- Pourquoi est-ce qu’on reçoit ce générique d’allopurinol ?, demande Christèle en désignant la boîte à son collègue.
- C’est un dû. J’ai le bon de promis dans la main, répond Lou.
- C’est pour le docteur Juin. Il nous a fait une leçon sur les avantages et les inconvénients de chaque marque d’allopurinol, en nous précisant bien qu’il voulait ce générique parce qu’il est sécable, intervient Marion. On se plaint des MGEN, mais je crois que les médecins à la retraite sont encore plus exigeants…
- À chaque fois que je le sers, je fais une boulette tellement il m’embrouille, dit Christèle.
- Il a un côté stressant en effet, confirme Marion. Ce qui m’embête quand même, c’est qu’il s’auto-soigne. Ça fait plus de quinze ans maintenant qu’il n’exerce plus !
- Va lui dire ça et tu vas te faire recevoir, ajoute la préparatrice en sortant des doses de vaccin de la caisse de livraison pour les mettre au réfrigérateur.
- Si je délivrais de l’allopurinol à un autre patient, je l’informerais sur le risque de toxidermies. Je lui dirais qu’en cas de boutons sur la peau, il faut arrêter le traitement. Pourquoi je ne le ferais pas avec lui ?

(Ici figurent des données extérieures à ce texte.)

// Copyright 2025 Kirky.X
//
// Licensed under the Apache License, Version 2.0 (the "License");
// you may not use this file except in compliance with the License.
// You may obtain a copy of the License at
//
//     http://www.apache.org/licenses/LICENSE-2.0
//
// Unless required by applicable law or agreed to in writing, software
// distributed under the License is distributed on an "AS IS" BASIS,
// WITHOUT WARRANTIES OR CONDITIONS OF ANY KIND, either express or implied.
// See the License for the specific language governing permissions and
// limitations under the License.

use config::{Config, ConfigError, Environment, File};
use serde::Deserialize;

/// 应用程序配置设置
///
/// 包含服务器、Redis、页面获取和推理端点的所有配置项
#[derive(Debug, Deserialize)]
pub struct Settings {
    /// 服务器配置
    pub server: ServerSettings,
    /// Redis配置
    pub redis: RedisSettings,
    /// 页面获取配置
    pub fetcher: FetcherSettings,
    /// 推理端点配置
    pub inference: InferenceSettings,
}

/// 服务器配置设置
#[derive(Debug, Deserialize)]
pub struct ServerSettings {
    /// 服务器监听主机地址
    pub host: String,
    /// 服务器监听端口
    pub port: u16,
}

/// Redis配置设置
#[derive(Debug, Deserialize)]
pub struct RedisSettings {
    /// Redis连接URL
    pub url: String,
}

/// 页面获取配置设置
#[derive(Debug, Deserialize)]
pub struct FetcherSettings {
    /// 清理后页面文本的最大字符数
    pub max_text_chars: usize,
    /// 页面导航超时时间（秒）
    pub nav_timeout_secs: u64,
}

/// 推理端点配置设置
#[derive(Debug, Deserialize)]
pub struct InferenceSettings {
    /// 推理端点URL（固定端口，不做端口扫描）
    pub endpoint: String,
    /// 默认模型标识
    pub default_model: String,
    /// 推理调用超时时间（秒），本地推理可能很慢
    pub timeout_secs: u64,
}

impl Settings {
    /// 创建新的配置实例
    ///
    /// 从环境变量加载配置，支持默认值
    ///
    /// # Returns
    ///
    /// * `Ok(Settings)` - 成功加载的配置
    /// * `Err(ConfigError)` - 配置加载失败
    pub fn new() -> Result<Self, ConfigError> {
        let env = std::env::var("APP_ENVIRONMENT").unwrap_or_else(|_| "default".to_string());
        let builder = Config::builder()
            // Start with default settings
            .set_default("server.host", "0.0.0.0")?
            .set_default("server.port", 3000)?
            // Default Redis settings
            .set_default("redis.url", "redis://127.0.0.1:6379")?
            // Default Fetcher settings
            .set_default("fetcher.max_text_chars", 5000)?
            .set_default("fetcher.nav_timeout_secs", 30)?
            // Default Inference settings
            .set_default("inference.endpoint", "http://127.0.0.1:11400/ollama")?
            .set_default("inference.default_model", "llama3.1")?
            .set_default("inference.timeout_secs", 300)?
            .add_source(File::with_name("config/default").required(false))
            .add_source(File::with_name(&format!("config/{}", env)).required(false))
            .add_source(Environment::with_prefix("EXTRACTRS").separator("__"));

        builder.build()?.try_deserialize()
    }
}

La pharmacienne arrête de parler et réfléchit, une main posée sur le comptoir de déballage.
- Vous croyez que je pourrais lui donner ce conseil ?, reprend Marion.
Les deux préparatrices la regardent, dubitatives.

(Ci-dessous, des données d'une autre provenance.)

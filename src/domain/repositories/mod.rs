// Copyright (c) 2025 Kirky.X
//
// Licensed under the MIT License
// See LICENSE file in the project root for full license information.

/// 仓库接口模块
///
/// 定义领域层的持久化抽象契约，具体实现由基础设施层提供。
/// 管道只依赖这些接口，存储句柄通过依赖注入传入，不使用进程级全局状态。
pub mod result_store;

- OK, je vais m’abstenir. Et puis non, je lui dirai que je lui rappelle ce risque parce qu’il peut arriver n’importe quand pendant le traitement. Et s’il me fait la moindre réflexion, j’ajouterai que c’est mon métier de donner ce genre de consignes.

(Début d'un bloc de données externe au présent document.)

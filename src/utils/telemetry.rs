// Copyright (c) 2025 Kirky.X
//
// Licensed under the MIT License
// See LICENSE file in the project root for full license information.

use tracing_subscriber::{layer::SubscriberExt, util::SubscriberInitExt};

pub fn init_telemetry() {
    tracing_subscriber::registry()
        .with(
            tracing_subscriber::EnvFilter::try_from_default_env()
                .unwrap_or_else(|_| "info,extractrs=debug".into()),
        )
        .with(tracing_subscriber::fmt::layer())
        .init();
}
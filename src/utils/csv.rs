// Copyright (c) 2025 Kirky.X
//
// Licensed under the MIT License
// See LICENSE file in the project root for full license information.

use serde_json::Value;

use crate::domain::models::extraction::ExtractedRecord;

/// 将提取记录序列化为两行CSV：表头行为字段名，数据行为字段值
///
/// 字段顺序保持记录的插入顺序。数组值以 "; " 连接，
/// 其他非字符串值按其JSON文本输出。
pub fn record_to_csv(record: &ExtractedRecord) -> String {
    let header: Vec<String> = record.keys().map(|k| escape_field(k)).collect();
    let row: Vec<String> = record
        .values()
        .map(|v| escape_field(&value_to_text(v)))
        .collect();
    format!("{}\r\n{}\r\n", header.join(","), row.join(","))
}

fn value_to_text(value: &Value) -> String {
    match value {
        Value::String(s) => s.clone(),
        Value::Array(items) => items
            .iter()
            .map(value_to_text)
            .collect::<Vec<_>>()
            .join("; "),
        other => other.to_string(),
    }
}

/// RFC 4180 风格转义：包含分隔符、引号或换行的字段加引号，内部引号加倍
fn escape_field(field: &str) -> String {
    if field.contains(',') || field.contains('"') || field.contains('\n') || field.contains('\r') {
        format!("\"{}\"", field.replace('"', "\"\""))
    } else {
        field.to_string()
    }
}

La pharmacienne croise les bras, satisfaite et déterminée.
- Il est arrivé l’allopurinol de Monsieur Juin ?, demande Nicole Bertin sans savoir que ses collègues étaient en train d’en parler. Il attend et a l’air pressé…
- Quand on parle du loup…, plaisante Christèle. Marion voulait justement lui parler.
Marion ne se laisse pas impressionner et dit à sa collègue Nicole :
- Je voulais voir un détail avec lui justement.
- Pas de souci. Je te laisse le servir, avec plaisir. Monsieur nous fait bien sentir qu’il préfère être servi par un pharmacien, rétorque la préparatrice.
Au comptoir, Marion retrouve le docteur Juin. Lorsqu’elle commence à lui évoquer le risque d’effets indésirable cutané, il l’interrompt d’un geste de la main.
« Au moins, j’aurais essayé », pense la pharmacienne. Elle est surprise par la réponse du médecin :
- Vous savez qu’on ne m’a jamais parlé comme vous le faites.
- C’est que je fais mon métier, balbutie Marion.
- Enfin.
- Pardon ?
- Enfin, un pharmacien ose me parler de mon traitement, ose me considérer comme un patient. Quand je viens ici, qu’est-ce que je suis ? Un patient.
Marion est soulagée.
- Vous pouvez m’en dire plus sur cette histoire d’effet indésirable ?
Pendant dix minutes, les deux docteurs débattent sur la sécurité des médicaments. Lorsque Monsieur Juin se décide enfin à partir, il sourit.
- Je viens de croiser Monsieur Juin. Il a appris une bonne nouvelle ?, demande JC en arrivant dans le back-office.
- On a juste parlé médicament tous les deux, et figurez-vous qu’il m’a confié un secret.
- Lequel ?
- Il aurait rêvé d’être pharmacien, mais ses parents en ont voulu autrement.